**WHAT IS EXPECTED**
How many lines in the records below contain the word "ExponentialBackoff"? Reply with that number only.

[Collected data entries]
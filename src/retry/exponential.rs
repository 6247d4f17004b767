use super::BackoffPolicy;
use std::time::Duration;

/// 指数退避策略
#[derive(Debug, Clone, Copy)]
pub struct ExponentialBackoff {
    base_delay: Duration,
    max_delay: Duration,
}

impl ExponentialBackoff {
    pub fn new(base_delay: Duration, max_delay: Duration) -> Self {
        Self {
            base_delay,
            max_delay,
        }
    }
}

impl Default for ExponentialBackoff {
    fn default() -> Self {
        Self::new(Duration::from_secs(1), Duration::from_secs(60))
    }
}

impl BackoffPolicy for ExponentialBackoff {
    fn backoff_duration(&self, attempt: usize) -> Duration {
        let delay_ms = self.base_delay.as_millis() as u64 * (1 << attempt.min(10));
        let delay = Duration::from_millis(delay_ms);
        delay.min(self.max_delay)
    }
}

#[cfg(test)]
mod tests {
    use super::*;

    #[test]
    fn doubles_until_capped() {
        let policy = ExponentialBackoff::new(Duration::from_millis(100), Duration::from_secs(1));
        assert_eq!(policy.backoff_duration(0), Duration::from_millis(100));
        assert_eq!(policy.backoff_duration(2), Duration::from_millis(400));
        assert_eq!(policy.backoff_duration(4), Duration::from_secs(1));
        assert_eq!(policy.backoff_duration(usize::MAX), Duration::from_secs(1));
    }
}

**EXPECTED OUTPUT**
5